Growth in oil demand over the next decade will be a boost for OPEC, whose 13 member countries depend on oil revenues. The group has argued that oil should be part of the energy transition and underinvestment is exacerbated as investors focus on economic, social and governance (ESG) issues.

“Total investment in the oil sector will reach $12.1 trillion by 2045,” OPEC Secretary-General Haitham Al-Ghais said in the foreword to the report, saying the figure was up from last year’s estimates. . “However, the chronic underinvestment in the global oil industry in recent years, driven by policies centered around the industry downturn, the COVID-19 pandemic and the end of funding for fossil fuel projects, is a major concern. is the cause.”

OPEC said it would make the shift in 2020 when the pandemic hit demand, eventually slowing down after years of forecasting higher consumption. In the report, OPEC maintains its view that global demand will plateau after 2035.

Other forecasts by companies and banks predict an earlier peak in oil demand. The International Energy Agency said Thursday that for the first time in its modeling history, demand for all fossil fuels will peak, while oil demand will level off over the next decade.

Growing demand for energy security

According to the report, global oil demand will reach 103 million barrels per day in 2023, an increase of 2.7 million bpd from 2022. Gross demand in 2023 will increase by 1.4 million bpd from last year’s forecast.

OPEC also raised its medium-term demand forecast to 2027, saying that figure would increase by almost 2 million bpd by the end of the period from last year. It said the upward revision reflected a stronger recovery to be seen in 2022 and 2023 and a “strong focus on energy security issues” as the replacement of oil by other fuels such as natural gas slows. .

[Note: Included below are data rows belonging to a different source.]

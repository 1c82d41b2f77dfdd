//! Host-side registry of the consensus groups running in one server
//! process. Owned by the host, one instance per server; nothing here is
//! global.

use std::collections::HashMap;

use tokio::sync::RwLock;

use crate::node::RaftNode;

#[derive(Default)]
pub struct RaftRegistry {
    nodes: RwLock<HashMap<String, RaftNode>>,
}

impl RaftRegistry {
    pub fn new() -> Self {
        RaftRegistry {
            nodes: RwLock::new(HashMap::new()),
        }
    }

    /// Register a node under its group name, replacing any previous entry.
    pub async fn register(&self, node: RaftNode) {
        let mut nodes = self.nodes.write().await;
        nodes.insert(node.group().to_string(), node);
    }

    pub async fn unregister(&self, group: &str) -> Option<RaftNode> {
        self.nodes.write().await.remove(group)
    }

    pub async fn lookup(&self, group: &str) -> Option<RaftNode> {
        self.nodes.read().await.get(group).cloned()
    }

    pub async fn groups(&self) -> Vec<String> {
        self.nodes.read().await.keys().cloned().collect()
    }

    /// Ask every led group to hand off leadership, e.g. ahead of a server
    /// shutdown. Returns whether any transfer was initiated.
    pub async fn transfer_leaders(&self) -> bool {
        let nodes: Vec<RaftNode> = self.nodes.read().await.values().cloned().collect();
        let mut transferred = false;
        for node in nodes {
            if node.is_leader().await && node.step_down().await.is_ok() {
                transferred = true;
            }
        }
        transferred
    }

    /// Step down and stop every registered group.
    pub async fn shutdown_all(&self) {
        let nodes: Vec<RaftNode> = {
            let mut map = self.nodes.write().await;
            map.drain().map(|(_, n)| n).collect()
        };
        for node in nodes {
            if node.is_leader().await {
                let _ = node.step_down().await;
            }
            node.stop().await;
        }
    }
}
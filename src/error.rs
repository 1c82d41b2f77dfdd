use thiserror::Error;

use crate::storage::WalError;

#[derive(Debug, Error)]
pub enum RaftError {
    #[error("not leader")]
    NotLeader,

    #[error("already leader")]
    AlreadyLeader,

    #[error("proposal failed")]
    ProposalFailed,

    #[error("proposals paused")]
    ProposalsPaused,

    #[error("not current")]
    NotCurrent,

    #[error("unknown peer")]
    UnknownPeer,

    #[error("corrupt peer state")]
    CorruptPeerState,

    #[error("stepdown failed")]
    StepdownFailed,

    #[error("all peers are not current")]
    PeersNotCurrent,

    #[error("could not load entry from WAL")]
    EntryLoadFailed,

    #[error("could not place apply entry")]
    FailedToApply,

    #[error("no config given")]
    NoConfig,

    #[error("cluster too small")]
    ClusterTooSmall,

    #[error("remove peer is not supported")]
    RemovePeerUnsupported,

    #[error("node is closed")]
    Closed,

    #[error("wal: {0}")]
    Wal(#[from] WalError),

    #[error("i/o: {0}")]
    Io(#[from] std::io::Error),
}

pub type Result<T> = std::result::Result<T, RaftError>;
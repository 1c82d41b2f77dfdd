//! Liveness and replication tracking for the peers of one group.

use std::collections::HashMap;
use std::time::{Duration, Instant};

use crate::id::NodeId;

/// What we know about one peer: when we last heard from it and the highest
/// log index it has acknowledged.
#[derive(Debug, Clone, Copy, Default)]
pub struct PeerStatus {
    pub last_seen: Option<Instant>,
    pub last_index: u64,
}

/// Public snapshot of a peer, as returned by `RaftNode::peers`.
#[derive(Debug, Clone)]
pub struct PeerInfo {
    pub id: NodeId,
    pub current: bool,
    pub last_seen: Option<Instant>,
    pub last_index: u64,
}

/// Map of peer id to [`PeerStatus`]. The local node tracks itself as well so
/// membership broadcasts carry the full set. Peers are never removed, only
/// replaced wholesale when the leader publishes a new peer state.
#[derive(Debug)]
pub(crate) struct PeerTracker {
    self_id: NodeId,
    peers: HashMap<NodeId, PeerStatus>,
}

impl PeerTracker {
    pub fn new(self_id: NodeId) -> Self {
        let mut peers = HashMap::new();
        peers.insert(
            self_id,
            PeerStatus {
                last_seen: Some(Instant::now()),
                last_index: 0,
            },
        );
        PeerTracker { self_id, peers }
    }

    pub fn self_id(&self) -> NodeId {
        self.self_id
    }

    /// Register a peer we know about but have not heard from yet.
    pub fn insert_silent(&mut self, id: NodeId) {
        self.peers.entry(id).or_default();
    }

    /// Record contact from a peer, inserting it if unknown.
    pub fn track(&mut self, id: NodeId) {
        self.peers.entry(id).or_default().last_seen = Some(Instant::now());
    }

    /// Record the highest index a peer has replicated.
    pub fn observe_index(&mut self, id: NodeId, index: u64) {
        if let Some(ps) = self.peers.get_mut(&id) {
            if index > ps.last_index {
                ps.last_index = index;
            }
        }
    }

    pub fn contains(&self, id: NodeId) -> bool {
        self.peers.contains_key(&id)
    }

    pub fn get(&self, id: NodeId) -> Option<&PeerStatus> {
        self.peers.get(&id)
    }

    pub fn len(&self) -> usize {
        self.peers.len()
    }

    pub fn names(&self) -> Vec<NodeId> {
        self.peers.keys().copied().collect()
    }

    /// Replace the tracked set with the leader's authoritative view.
    pub fn reset_from(&mut self, peers: &[NodeId]) {
        self.peers.clear();
        for &id in peers {
            self.peers.insert(id, PeerStatus::default());
        }
    }

    pub fn seen_within(&self, id: NodeId, interval: Duration) -> bool {
        self.peers
            .get(&id)
            .and_then(|ps| ps.last_seen)
            .map(|seen| seen.elapsed() <= interval)
            .unwrap_or(false)
    }

    fn live_count(&self, interval: Duration) -> usize {
        // We always count ourselves.
        1 + self
            .peers
            .iter()
            .filter(|(id, _)| **id != self.self_id)
            .filter(|(id, _)| self.seen_within(**id, interval))
            .count()
    }

    pub fn have_quorum(&self, quorum: usize, interval: Duration) -> bool {
        self.live_count(interval) >= quorum
    }

    pub fn lost_quorum(&self, quorum: usize, interval: Duration) -> bool {
        !self.have_quorum(quorum, interval)
    }

    /// Whether any peer has replicated less than `index`.
    pub fn any_behind(&self, index: u64) -> bool {
        self.peers
            .iter()
            .any(|(&id, ps)| id != self.self_id && ps.last_index < index)
    }

    /// A live peer suitable as a leadership-transfer target.
    pub fn transfer_candidate(&self, freshness: Duration) -> Option<NodeId> {
        self.peers
            .keys()
            .find(|&&id| id != self.self_id && self.seen_within(id, freshness))
            .copied()
    }

    pub fn infos(&self, leader: Option<NodeId>, applied: u64) -> Vec<PeerInfo> {
        self.peers
            .iter()
            .map(|(&id, ps)| PeerInfo {
                id,
                current: Some(id) == leader || ps.last_index >= applied,
                last_seen: ps.last_seen,
                last_index: ps.last_index,
            })
            .collect()
    }
}
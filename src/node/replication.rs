//! Log replication: append-entry processing, WAL storage, ack tracking and
//! commit advancement.

use std::collections::HashSet;
use std::sync::Arc;
use std::time::Instant;

use tracing::{debug, warn};

use crate::error::{RaftError, Result};
use crate::id::{NodeId, ID_LEN};
use crate::state::{AckSet, RaftRole, RaftState};
use crate::storage::WalError;
use crate::wire::{AppendEntry, AppendEntryResponse, Entry, EntryType, PeerState};

use super::{AppendSource, ApplyEvent, CommittedEntry, NodeInner};

/// Contiguous normal proposals are coalesced up to this many bytes per
/// append-entry.
pub(crate) const MAX_PROPOSAL_BATCH: usize = 256 * 1024;

impl NodeInner {
    pub(crate) fn load_entry(&self, seq: u64) -> std::result::Result<AppendEntry, WalError> {
        let frame = self.wal.load(seq)?;
        AppendEntry::decode(frame, "").ok_or(WalError::Corrupt)
    }

    pub(crate) fn load_first_entry(&self) -> std::result::Result<AppendEntry, WalError> {
        self.load_entry(self.wal.state().first_seq)
    }

    /// Record contact from a peer. A leader that has already registered a
    /// full cluster treats an extra peer as unknown (it joins through
    /// catch-up and an `AddPeer` entry instead).
    pub(crate) fn track_peer(&self, st: &mut RaftState, peer: NodeId) -> Result<()> {
        let mut announce = false;
        if st.role == RaftRole::Leader && !st.peers.contains(peer) {
            if st.peers.len() >= st.cluster_size {
                debug!(peer = %peer, "leader detected an unknown peer");
                return Err(RaftError::UnknownPeer);
            }
            announce = true;
        }
        st.peers.track(peer);
        if announce {
            self.send_peer_state(st);
        }
        Ok(())
    }

    /// Build, store and broadcast an append-entry with our current log
    /// position. An empty batch is a heartbeat.
    pub(crate) fn send_append_entry(&self, st: &mut RaftState, entries: Vec<Entry>) {
        let mut ae = AppendEntry::new(self.id, st.term, st.commit, st.pterm, st.pindex, entries);
        let buf = ae.encode();
        if !ae.entries.is_empty() {
            match self.store_to_wal(st, &ae) {
                Ok(()) => {}
                Err(WalError::Closed) => return,
                Err(err) => panic!("error storing append entry: {}", err),
            }
            // We count as the first ack toward commit.
            st.acks.insert(
                st.pindex,
                AckSet {
                    term: ae.term,
                    peers: HashSet::from([self.id]),
                },
            );
            if ae.entries.iter().any(|e| e.kind == EntryType::Snapshot) {
                st.sindex = st.pindex;
            }
            st.active = Instant::now();
        }
        self.transport
            .publish(&self.subjects.append, &self.subjects.append_reply, buf);
    }

    pub(crate) fn send_heartbeat(&self, st: &mut RaftState) {
        self.send_append_entry(st, Vec::new());
    }

    /// Broadcast our authoritative membership as a replicated entry.
    pub(crate) fn send_peer_state(&self, st: &mut RaftState) {
        let ps = PeerState {
            cluster_size: st.cluster_size as u32,
            peers: st.peers.names(),
        };
        self.send_append_entry(st, vec![Entry::new(EntryType::PeerState, ps.encode())]);
    }

    fn store_to_wal(&self, st: &mut RaftState, ae: &AppendEntry) -> std::result::Result<(), WalError> {
        let (seq, _ts) = self.wal.store(&ae.raw)?;
        if ae.pindex != seq - 1 {
            // The WAL and the replicated state have diverged; continuing
            // would corrupt the group.
            panic!(
                "append entry stored at wrong index, pindex {} seq {}",
                ae.pindex, seq
            );
        }
        st.pterm = ae.term;
        st.pindex = seq;
        Ok(())
    }

    /// The one processing path for append-entries: live traffic, catch-up
    /// inbox traffic and startup replay all come through here.
    pub(crate) fn process_append_entry(
        self: &Arc<Self>,
        st: &mut RaftState,
        ae: AppendEntry,
        source: AppendSource,
    ) {
        if st.role == RaftRole::Closed {
            return;
        }

        // A candidate seeing traffic from a legitimate leader converts.
        if st.role == RaftRole::Candidate {
            debug!(leader = %ae.leader, "received append entry as candidate, stepping down");
            st.term = ae.term;
            st.vote = None;
            self.write_term_vote(st);
            self.attempt_stepdown(Some(ae.leader));
        }

        let is_new = match source {
            AppendSource::Replay => false,
            AppendSource::Live => true,
            AppendSource::Catchup(session) => match &st.catchup {
                Some(cs) if cs.id == session => false,
                // Traffic raced the teardown of a cancelled session.
                _ => return,
            },
        };

        if is_new {
            self.reset_election_timeout(st);
            if !ae.leader.is_empty() {
                st.peers.track(ae.leader);
            }
        }

        if is_new && ae.term < st.term {
            debug!(term = ae.term, current = st.term, "ignoring append entry from old term");
            return;
        }

        // While a catch-up is in flight, live append-entries only feed stall
        // detection until the session target is reached.
        if st.catchup.is_some() && is_new {
            if st.catchup_done() {
                self.cancel_catchup(st);
            } else {
                if st.catchup_stalled() {
                    debug!("catchup may be stalled, will request again");
                    let inbox = self.create_catchup(st, &ae);
                    let ar = AppendEntryResponse::new(st.pterm, st.pindex, self.id, false);
                    self.transport.publish(&ae.reply, &inbox, ar.encode());
                }
                return;
            }
        }

        if ae.term > st.term {
            st.term = ae.term;
            st.vote = None;
            self.write_term_vote(st);
            if !matches!(st.role, RaftRole::Follower | RaftRole::Observer) {
                debug!(role = %st.role, leader = %ae.leader, "higher term append entry, stepping down");
                self.attempt_stepdown(Some(ae.leader));
            }
        }

        if st.leader != Some(ae.leader) && matches!(st.role, RaftRole::Follower | RaftRole::Observer)
        {
            debug!(leader = %ae.leader, "updating leader");
            st.leader = Some(ae.leader);
            st.vote = None;
            self.write_term_vote(st);
            if is_new {
                self.reset_election_timeout(st);
                self.update_lead_change(false);
            }
        }

        if ae.pterm != st.pterm || ae.pindex != st.pindex {
            if matches!(source, AppendSource::Replay) {
                panic!(
                    "replayed entry does not match log position, ae {}/{} ours {}/{}",
                    ae.pterm, ae.pindex, st.pterm, st.pindex
                );
            }
            // A snapshot heading a catch-up stream resets our log wholesale.
            if st.catchup.is_some()
                && ae.entries.first().map(|e| e.kind) == Some(EntryType::Snapshot)
            {
                debug!(new_first = ae.pindex + 1, "snapshot while catching up, resetting log");
                if let Err(err) = self.wal.compact(ae.pindex + 1) {
                    warn!(error = %err, "failed to reset log for snapshot");
                }
                st.pindex = ae.pindex;
                st.commit = ae.pindex;
            } else {
                debug!(
                    ae_pterm = ae.pterm,
                    ae_pindex = ae.pindex,
                    pterm = st.pterm,
                    pindex = st.pindex,
                    "append entry did not match"
                );
                st.term = st.pterm;
                let inbox = self.create_catchup(st, &ae);
                let ar = AppendEntryResponse::new(st.pterm, st.pindex, self.id, false);
                self.transport.publish(&ae.reply, &inbox, ar.encode());
                return;
            }
        }

        if !ae.entries.is_empty() {
            if matches!(source, AppendSource::Replay) {
                // Replay trusts the stored frame; the WAL already holds it.
                st.pterm = ae.term;
                st.pindex = ae.pindex + 1;
            } else {
                match self.store_to_wal(st, &ae) {
                    Ok(()) => {}
                    Err(WalError::Closed) => return,
                    Err(err) => {
                        debug!(error = %err, "error storing append entry");
                    }
                }
            }

            for e in &ae.entries {
                match e.kind {
                    EntryType::LeaderTransfer => {
                        if is_new && NodeId::from_bytes(&e.data) == self.id {
                            debug!("leader transfer addressed to us");
                            let _ = self.campaign_now(st);
                        }
                    }
                    EntryType::AddPeer => {
                        if e.data.len() == ID_LEN {
                            st.peers.track(NodeId::from_bytes(&e.data));
                        }
                    }
                    EntryType::Snapshot => {
                        if ae.pindex + 1 > st.sindex {
                            st.sindex = ae.pindex + 1;
                        }
                    }
                    _ => {}
                }
            }
        }

        if ae.commit > st.commit {
            if st.paused {
                st.hcommit = ae.commit;
                debug!(commit = ae.commit, "apply paused, parking commit");
            } else {
                for index in (st.commit + 1)..=ae.commit {
                    if self.apply_commit(st, index).is_err() {
                        break;
                    }
                }
            }
        }

        if !ae.reply.is_empty() {
            let ar = AppendEntryResponse::new(st.pterm, st.pindex, self.id, true);
            self.send_reply(&ae.reply, ar.encode());
        }
    }

    /// Handle a successful ack from a follower: replication bookkeeping,
    /// catch-up progress, and quorum-driven commit advancement.
    pub(crate) fn track_response(&self, st: &mut RaftState, ar: &AppendEntryResponse) {
        st.peers.observe_index(ar.peer, ar.index);

        if let Some(updates) = st.progress.get(&ar.peer) {
            if updates.try_send(ar.index).is_err() {
                debug!(peer = %ar.peer, "catchup session not accepting index updates");
            }
        }

        if ar.index <= st.commit {
            return;
        }

        let mut have_quorum = false;
        if let Some(acks) = st.acks.get_mut(&ar.index) {
            // Only entries proposed in the current term advance commit by
            // counting; older entries commit as a side effect.
            if acks.term == st.term {
                acks.peers.insert(ar.peer);
                have_quorum = acks.peers.len() >= st.quorum;
            }
        }
        if have_quorum {
            for index in (st.commit + 1)..=ar.index {
                if self.apply_commit(st, index).is_err() {
                    break;
                }
            }
            // Idle leaders push the new commit index out right away.
            if self.prop_tx.capacity() == self.prop_tx.max_capacity() {
                self.send_heartbeat(st);
            }
        }
    }

    /// Advance commit to `index` and route the stored entries: user entries
    /// to the apply channel, membership entries applied here. A full apply
    /// channel rolls commit back; the next append-entry or ack retries.
    pub(crate) fn apply_commit(&self, st: &mut RaftState, index: u64) -> Result<()> {
        if index <= st.commit {
            debug!(index, "ignoring apply commit, already processed");
            return Ok(());
        }
        let original = st.commit;
        st.commit = index;

        if st.role == RaftRole::Leader {
            st.acks.remove(&index);
        }

        let ae = match self.load_entry(index) {
            Ok(ae) => ae,
            Err(err) => {
                debug!(index, error = %err, "error loading entry to apply");
                st.commit = original;
                return Err(RaftError::EntryLoadFailed);
            }
        };

        let mut committed = Vec::new();
        for e in ae.entries {
            match e.kind {
                EntryType::Normal | EntryType::Snapshot => committed.push(e),
                EntryType::PeerState => {
                    match PeerState::decode(&e.data) {
                        Ok(ps) => self.process_peer_state(st, &ps),
                        Err(err) => debug!(error = %err, "ignoring corrupt peer state entry"),
                    }
                }
                EntryType::AddPeer => {
                    let peer = NodeId::from_bytes(&e.data);
                    if !st.peers.contains(peer) {
                        debug!(
                            peer = %peer,
                            size = st.cluster_size + 1,
                            "added peer, expanding cluster"
                        );
                        st.set_cluster_size(st.cluster_size + 1);
                        st.peers.track(peer);
                    }
                    self.write_peer_state_file(st);
                }
                EntryType::RemovePeer | EntryType::LeaderTransfer => {}
            }
        }

        if !committed.is_empty() {
            let event = ApplyEvent::Committed(CommittedEntry {
                index,
                entries: committed,
            });
            if self.apply_tx.try_send(event).is_err() {
                debug!(index, "failed to place committed entry onto apply channel");
                st.commit = original;
                return Err(RaftError::FailedToApply);
            }
        } else {
            // Nothing user-visible in this batch.
            st.applied = index;
        }
        Ok(())
    }

    /// Adopt the leader's view of the membership.
    fn process_peer_state(&self, st: &mut RaftState, ps: &PeerState) {
        st.set_cluster_size(ps.cluster_size as usize);
        st.peers.reset_from(&ps.peers);
        debug!(size = st.cluster_size, "updated peers from leader");
        self.write_peer_state_file(st);
    }
}
use std::fmt;

use rand::distributions::Alphanumeric;
use rand::Rng;

/// Length of a node id on the wire. Ids are the first 8 bytes of a stable
/// server hash and never change for the lifetime of a server.
pub const ID_LEN: usize = 8;

/// Identity of a peer in a consensus group.
#[derive(Clone, Copy, PartialEq, Eq, Hash, PartialOrd, Ord)]
pub struct NodeId([u8; ID_LEN]);

impl NodeId {
    /// Build an id from raw bytes, truncating or zero-padding to 8 bytes.
    pub fn from_bytes(raw: &[u8]) -> Self {
        let mut id = [0u8; ID_LEN];
        let n = raw.len().min(ID_LEN);
        id[..n].copy_from_slice(&raw[..n]);
        NodeId(id)
    }

    /// Build an id from a server hash string (first 8 bytes).
    pub fn from_hash(hash: &str) -> Self {
        Self::from_bytes(hash.as_bytes())
    }

    /// A random alphanumeric id, for demos and tests.
    pub fn random() -> Self {
        let mut id = [0u8; ID_LEN];
        let mut rng = rand::thread_rng();
        for b in id.iter_mut() {
            *b = rng.sample(Alphanumeric);
        }
        NodeId(id)
    }

    pub fn as_bytes(&self) -> &[u8; ID_LEN] {
        &self.0
    }

    /// True when every byte is zero, the wire representation of "no id".
    pub fn is_empty(&self) -> bool {
        self.0 == [0u8; ID_LEN]
    }
}

impl fmt::Display for NodeId {
    fn fmt(&self, f: &mut fmt::Formatter<'_>) -> fmt::Result {
        if self.0.iter().all(|b| b.is_ascii_graphic()) {
            for b in self.0 {
                write!(f, "{}", b as char)?;
            }
            Ok(())
        } else {
            for b in self.0 {
                write!(f, "{:02x}", b)?;
            }
            Ok(())
        }
    }
}

impl fmt::Debug for NodeId {
    fn fmt(&self, f: &mut fmt::Formatter<'_>) -> fmt::Result {
        write!(f, "NodeId({})", self)
    }
}

#[cfg(test)]
mod tests {
    use super::*;

    #[test]
    fn test_from_bytes_pads_and_truncates() {
        let short = NodeId::from_bytes(b"abc");
        assert_eq!(short.as_bytes(), b"abc\0\0\0\0\0");

        let long = NodeId::from_bytes(b"abcdefghij");
        assert_eq!(long.as_bytes(), b"abcdefgh");
    }

    #[test]
    fn test_from_hash_takes_prefix() {
        let id = NodeId::from_hash("S1Nunr6R_extra_hash_material");
        assert_eq!(id.to_string(), "S1Nunr6R");
    }

    #[test]
    fn test_empty_id() {
        assert!(NodeId::from_bytes(&[]).is_empty());
        assert!(!NodeId::random().is_empty());
    }

    #[test]
    fn test_display_falls_back_to_hex() {
        let id = NodeId::from_bytes(&[0x01, 0x02, 0x03, 0x04, 0x05, 0x06, 0x07, 0x08]);
        assert_eq!(id.to_string(), "0102030405060708");
    }
}
//! Membership: snapshot install for a brand-new peer, add-peer growth of the
//! cluster, and the reserved remove-peer operation.


use std::time::Duration;

use bytes::Bytes;
use raftcell::storage::read_peer_state;
use raftcell::{EntryType, NodeId, RaftError, Wal};
use test_harness::{wait_for, TestCluster};

/// Scenario: the leader snapshots and compacts, then a new peer joins. The
/// newcomer is reset from the snapshot entry and replicates forward; once
/// caught up it is proposed into the membership, growing size and quorum on
/// every node (and on disk).
#[tokio::test]
async fn test_new_peer_joins_via_snapshot_and_add_peer() {
    let mut cluster = TestCluster::new(3).await;
    let leader = cluster.wait_for_leader(Duration::from_secs(5)).await.unwrap();

    // Build some history and apply it everywhere, the leader included (the
    // snapshot call below requires the leader to be fully applied).
    for i in 0..5 {
        cluster.propose(format!("h{}", i).as_bytes()).await;
    }
    for i in 0..3 {
        cluster.nodes[i]
            .wait_for_payload(b"h4", Duration::from_secs(5))
            .await
            .unwrap();
    }

    // Snapshot on the leader. Applying the snapshot entry compacts the WAL
    // behind it on each node.
    let leader_node = &cluster.nodes[leader].node;
    let snap_ok = wait_for(
        move || async move {
            leader_node
                .snapshot(Bytes::from_static(b"SNAPSHOT"))
                .await
                .is_ok()
        },
        Duration::from_secs(5),
        Duration::from_millis(30),
    )
    .await;
    assert!(snap_ok, "leader should accept the snapshot");

    let mut snap_index = 0;
    for i in 0..3 {
        if i == leader {
            continue;
        }
        let deadline = tokio::time::Instant::now() + Duration::from_secs(5);
        loop {
            let remaining = deadline.saturating_duration_since(tokio::time::Instant::now());
            let ce = cluster.nodes[i]
                .next_committed(remaining)
                .await
                .expect("snapshot apply record");
            if ce.entries.iter().any(|e| e.kind == EntryType::Snapshot) {
                snap_index = ce.index;
                break;
            }
        }
    }
    assert!(snap_index > 0);

    // The followers confirmed application, which compacts their logs so the
    // snapshot entry is the first record left.
    for i in 0..3 {
        if i == leader {
            continue;
        }
        let wal = &cluster.nodes[i].wal;
        let ok = wait_for(
            move || async move { wal.state().first_seq == snap_index },
            Duration::from_secs(5),
            Duration::from_millis(20),
        )
        .await;
        assert!(ok, "snapshot application should compact the log");
    }

    // A brand-new peer joins the bus. It was never bootstrapped into the
    // original membership.
    let newcomer_id = NodeId::from_hash("newpeer1");
    let newcomer = cluster.add_node(newcomer_id).await;

    // Its first apply record is the snapshot entry, then history continues.
    let first = cluster.nodes[newcomer]
        .next_committed(Duration::from_secs(10))
        .await
        .expect("newcomer should receive the snapshot");
    assert_eq!(first.index, snap_index);
    assert_eq!(first.entries[0].kind, EntryType::Snapshot);
    assert_eq!(first.entries[0].data.as_ref(), b"SNAPSHOT");

    // Catch-up completion proposes AddPeer: everyone converges on a larger
    // cluster with a larger quorum.
    for tn in &cluster.nodes {
        let node = &tn.node;
        let ok = wait_for(
            move || async move { node.cluster_size().await == 4 && node.quorum_size().await == 3 },
            Duration::from_secs(10),
            Duration::from_millis(30),
        )
        .await;
        assert!(ok, "cluster should grow to 4 with quorum 3");
    }

    // The grown membership reached the peer-state files of the original
    // members.
    for i in 0..3 {
        let dir = cluster.nodes[i].dir.path();
        let ok = wait_for(
            move || async move {
                read_peer_state(dir)
                    .map(|ps| ps.cluster_size == 4)
                    .unwrap_or(false)
            },
            Duration::from_secs(5),
            Duration::from_millis(30),
        )
        .await;
        assert!(ok, "peer-state file should record 4 members");
    }

    // And the group still commits with the newcomer participating.
    cluster.propose(b"post-join").await;
    cluster.nodes[newcomer]
        .wait_for_payload(b"post-join", Duration::from_secs(5))
        .await
        .expect("newcomer replicates new entries");
}

#[tokio::test]
async fn test_add_peer_requires_leader() {
    let cluster = TestCluster::new(3).await;
    let leader = cluster.wait_for_leader(Duration::from_secs(5)).await.unwrap();
    let follower = (0..3).find(|&i| i != leader).unwrap();

    assert!(matches!(
        cluster.nodes[follower]
            .node
            .propose_add_peer(NodeId::from_hash("whomever"))
            .await,
        Err(RaftError::NotLeader)
    ));
}

#[tokio::test]
async fn test_remove_peer_is_reserved() {
    let cluster = TestCluster::new(3).await;
    let leader = cluster.wait_for_leader(Duration::from_secs(5)).await.unwrap();

    assert!(matches!(
        cluster.nodes[leader]
            .node
            .propose_remove_peer(cluster.nodes[(leader + 1) % 3].id)
            .await,
        Err(RaftError::RemovePeerUnsupported)
    ));
}
use std::path::PathBuf;
use std::time::Duration;

use crate::error::{RaftError, Result};

/// Configuration for one consensus group.
///
/// The timing defaults are the production values; tests shorten them to keep
/// elections fast.
#[derive(Debug, Clone)]
pub struct RaftConfig {
    /// Cluster name, part of the group's transport subjects.
    pub cluster: String,
    /// Group name, unique within the cluster.
    pub group: String,
    /// Directory holding the group's peer-state and term/vote files.
    pub store_dir: PathBuf,
    pub election_timeout_min: Duration,
    pub election_timeout_max: Duration,
    pub campaign_timeout_min: Duration,
    pub campaign_timeout_max: Duration,
    pub heartbeat_interval: Duration,
    pub lost_quorum_interval: Duration,
    /// Capacity of the proposal queue.
    pub proposal_queue: usize,
    /// Capacity of the apply channel (grown to cover replay on start).
    pub apply_queue: usize,
}

impl RaftConfig {
    pub fn new(
        cluster: impl Into<String>,
        group: impl Into<String>,
        store_dir: impl Into<PathBuf>,
    ) -> Self {
        let heartbeat_interval = Duration::from_millis(200);
        RaftConfig {
            cluster: cluster.into(),
            group: group.into(),
            store_dir: store_dir.into(),
            election_timeout_min: Duration::from_millis(300),
            election_timeout_max: Duration::from_millis(900),
            campaign_timeout_min: Duration::from_millis(50),
            campaign_timeout_max: Duration::from_millis(200),
            heartbeat_interval,
            lost_quorum_interval: 3 * heartbeat_interval,
            proposal_queue: 256,
            apply_queue: 512,
        }
    }

    pub(crate) fn validate(&self) -> Result<()> {
        if self.cluster.is_empty() || self.group.is_empty() || self.store_dir.as_os_str().is_empty()
        {
            return Err(RaftError::NoConfig);
        }
        Ok(())
    }
}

By 2030, OPEC expects global demand to rise to an average of 108.3 million bpd from 2021, raising the 2045 figure to 109.8 million bpd from 2021’s 108.2 million bpd .

OPEC and its ally OPEC+ are again cutting supply to support the market. The report sees his OPEC output in 2027 lower than in 2022 as non-OPEC supply rises, and supply restraint will continue in the medium term.

Still, OPEC remains optimistic about the outlook thereafter, confirming its market share is rising. US tight crude oil supplies are expected to peak after the late 2020s, rather than around 2030 as he did last year. “Oil is expected to remain the number one fuel in the global primary energy mix,” said the report.